A interpretação espírita


Foi, através do Espiritismo, que aprendemos a amar a Deus e não mais a temê-lo como tememos hoje os grandes malfeitores inimigos da ordem e da paz, que insistem por pura ignorância na causa do mal, infringindo as Leis e provocando perturbações à sociedade. 

Esclarece-nos nossa abençoada doutrina que, estando acima de tudo, Deus é infinito em suas perfeições, e, sendo assim, é impossível que tenha qualquer traço de maldade, de ira ou intolerância para com qualquer de seus filhos, e mais, ainda nos apresenta como sendo nosso Pai, de infinito amor, bondade, sabedoria e justiça. 

O Deus, que hoje conhecemos e amamos, é inteiramente diferente de tudo quanto já nos haviam apresentado antes nas diversas correntes religiosas em que estagiamos em tempos passados. Sendo Deus o eixo de todas as crenças religiosas e o objetivo de todos os cultos, o caráter de todas as religiões é dado conforme a interpretação daqueles que a professam e ensinam.  

Há religiões que fazem de Deus um ser vingativo e cruel, julgam honrá-lo com atos de crueldade, com fogueiras e torturas; as que têm um Deus parcial e cioso são intolerantes e mais ou menos meticulosas na forma, por crerem-no mais ou menos contaminado das fraquezas e ninharias humanas. 

O Espiritismo, ignorado e combatido, por ser desconhecido em sua essência da grande maioria dos seus detratores, ensina-nos a amar e compreender a tantos quanto nos acusam de feitiçaria, magia-negra, e outros adjetivos menos dignos de um cristão, e nos impulsiona para frente e para o alto, na certeza de que cedo ou tarde sua filosofia de vida será adotada por todos quantos queiram seguir o Mestre de Nazaré.  

Não nos arvoramos em anunciar que somos os únicos certos na interpretação das mensagens do Cristo, pois compreendemos que a todos facultou Deus a bênção da inteligência para meditar, analisar e discernir tanto quanto nós espíritas, e, por conseguinte, sabemos perfeitamente respeitar todas as interpretações dos nossos irmãos de outras correntes religiosas, embora nem sempre concordemos com tais interpretações, mesmo daqueles que não nos dão o direito de raciocinarmos por nós mesmos, e tentem incutir em nós suas visões das mensagens cristãs, como se não fôssemos capazes de tirar nossas próprias conclusões dos ensinos contidos nos evangelhos. 

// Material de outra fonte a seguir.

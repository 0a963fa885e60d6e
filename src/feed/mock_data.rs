//! Built-in demo satellites, shown when no feed file is available

use crate::feed::types::{SatelliteFeed, SatelliteInfo, SatelliteKind};

pub fn demo_feed() -> SatelliteFeed {
    SatelliteFeed {
        satellites: vec![
            SatelliteInfo::new("sat-1", "Relay One", 12.0, SatelliteKind::Communication, false),
            SatelliteInfo::new("sat-2", "Relay Two", -35.0, SatelliteKind::Communication, true),
            SatelliteInfo::new("sat-3", "Sentinel", 58.0, SatelliteKind::Military, false),
            SatelliteInfo::new("sat-4", "Watchtower", 97.5, SatelliteKind::Military, true),
            SatelliteInfo::new("sat-5", "Explorer", 28.5, SatelliteKind::Science, false),
            SatelliteInfo::new("sat-6", "Surveyor", -71.0, SatelliteKind::Science, false),
        ],
        selected: Some("sat-5".to_string()),
    }
}
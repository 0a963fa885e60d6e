//! Satellite resources: persistent orbit planes and synchronization state

use bevy::prelude::*;
use rand::rngs::StdRng;
use rand::{Rng, SeedableRng};
use std::collections::HashMap;
use std::f32::consts::TAU;

use crate::satellite::error::SyncError;

/// Randomly chosen orientation of one satellite's orbital plane, in radians
#[derive(Debug, Clone, Copy, PartialEq)]
pub struct OrbitAngle {
    pub longitude: f32,
    pub latitude: f32,
}

impl OrbitAngle {
    pub fn random<R: Rng>(rng: &mut R) -> Self {
        Self {
            longitude: rng.random_range(0.0..TAU),
            latitude: rng.random_range(0.0..TAU),
        }
    }
}

/// Orbit plane per satellite id, kept for the lifetime of a mount
///
/// Entries are only ever added, so an id keeps its plane even when it drops
/// out of the feed and comes back later.
#[derive(Resource, Debug, Default)]
pub struct OrbitAngles {
    by_id: HashMap<String, OrbitAngle>,
}

impl OrbitAngles {
    /// Return the assignment for `id`, drawing a new one from `rng` if absent
    pub fn get_or_insert<R: Rng>(&mut self, id: &str, rng: &mut R) -> OrbitAngle {
        if let Some(angle) = self.get(id) {
            return angle;
        }
        let angle = OrbitAngle::random(rng);
        self.by_id.insert(id.to_string(), angle);
        angle
    }

    pub fn get(&self, id: &str) -> Option<OrbitAngle> {
        self.by_id.get(id).copied()
    }

    pub fn len(&self) -> usize {
        self.by_id.len()
    }

    pub fn is_empty(&self) -> bool {
        self.by_id.is_empty()
    }

    pub fn clear(&mut self) {
        self.by_id.clear();
    }
}

/// Random source for new orbit planes
#[derive(Resource, Deref, DerefMut)]
pub struct OrbitRng(pub StdRng);

impl Default for OrbitRng {
    fn default() -> Self {
        Self(StdRng::from_os_rng())
    }
}

impl OrbitRng {
    #[cfg(test)]
    pub fn seeded(seed: u64) -> Self {
        Self(StdRng::seed_from_u64(seed))
    }
}

/// Outcome of the latest synchronization
#[derive(Resource, Debug, Default)]
pub struct SyncReport {
    /// Successful rebuilds since startup
    pub generation: u64,
    pub group_count: usize,
    pub last_error: Option<SyncError>,
}
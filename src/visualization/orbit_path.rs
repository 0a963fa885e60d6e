//! Dashed orbit path geometry

use bevy::asset::RenderAssetUsages;
use bevy::mesh::PrimitiveTopology;
use bevy::prelude::*;
use std::f32::consts::TAU;

const DASH_EPSILON: f32 = 1e-6;

/// Marker component for a group's dashed orbit path
#[derive(Component)]
pub struct OrbitPath;

/// Sample a closed circle of `radius` in the XZ plane
///
/// Returns `divisions + 1` points; the last one repeats the first so the
/// polyline closes.
pub fn circle_points(radius: f32, divisions: u32) -> Vec<Vec3> {
    let divisions = divisions.max(3);
    (0..=divisions)
        .map(|i| {
            let t = i as f32 / divisions as f32 * TAU;
            Vec3::new(radius * t.cos(), 0.0, radius * t.sin())
        })
        .collect()
}

/// Split a polyline into dash segments following its running length
///
/// A point at distance `d` along the polyline is drawn when
/// `d mod (dash + gap) <= dash`.
pub fn dash_polyline(points: &[Vec3], dash: f32, gap: f32) -> Vec<(Vec3, Vec3)> {
    let mut segments = Vec::new();
    if points.len() < 2 || dash <= 0.0 {
        return segments;
    }
    if gap <= 0.0 {
        return points.windows(2).map(|w| (w[0], w[1])).collect();
    }

    let period = dash + gap;
    let mut travelled = 0.0_f32;
    for window in points.windows(2) {
        let (start, end) = (window[0], window[1]);
        let length = start.distance(end);
        if length <= f32::EPSILON {
            continue;
        }
        let mut local = 0.0_f32;
        while local < length {
            let phase = (travelled + local) % period;
            if phase < dash - DASH_EPSILON {
                let until = (local + dash - phase).min(length);
                segments.push((
                    start.lerp(end, local / length),
                    start.lerp(end, until / length),
                ));
                local = until;
            } else {
                // always make progress, rounding can leave us just short of the next dash
                local = (local + (period - phase).max(DASH_EPSILON)).min(length);
            }
        }
        travelled += length;
    }
    segments
}

/// Build the shared dashed-circle mesh used by every satellite group
pub fn generate_orbit_path(radius: f32, divisions: u32, dash: f32, gap: f32) -> Mesh {
    let points = circle_points(radius, divisions);
    let segments = dash_polyline(&points, dash, gap);

    let mut positions = Vec::with_capacity(segments.len() * 2);
    for (a, b) in segments {
        positions.extend_from_slice(&[a, b]);
    }
    let normals = vec![Vec3::Y; positions.len()];

    let mut mesh = Mesh::new(PrimitiveTopology::LineList, RenderAssetUsages::default());
    mesh.insert_attribute(Mesh::ATTRIBUTE_POSITION, positions);
    mesh.insert_attribute(Mesh::ATTRIBUTE_NORMAL, normals);
    mesh
}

Agem sob o véu do pseudoconhecimento das escrituras, e não reconhecem em mais ninguém a capacidade de entender as narrativas evangélicas; nem por isso temos o direito de agir da mesma forma, pois, se assim procedêssemos, não estaríamos seguindo as diretrizes espíritas fundamentadas no Evangelho de Jesus, que nos resumiu as Leis e os profetas em apenas dois mandamentos: “amar a Deus sobre todas as coisas e ao próximo como a si mesmo”, e ninguém ama a seu próximo, sem respeitá-lo em seu mais sagrado direito que é o de pensar livremente. 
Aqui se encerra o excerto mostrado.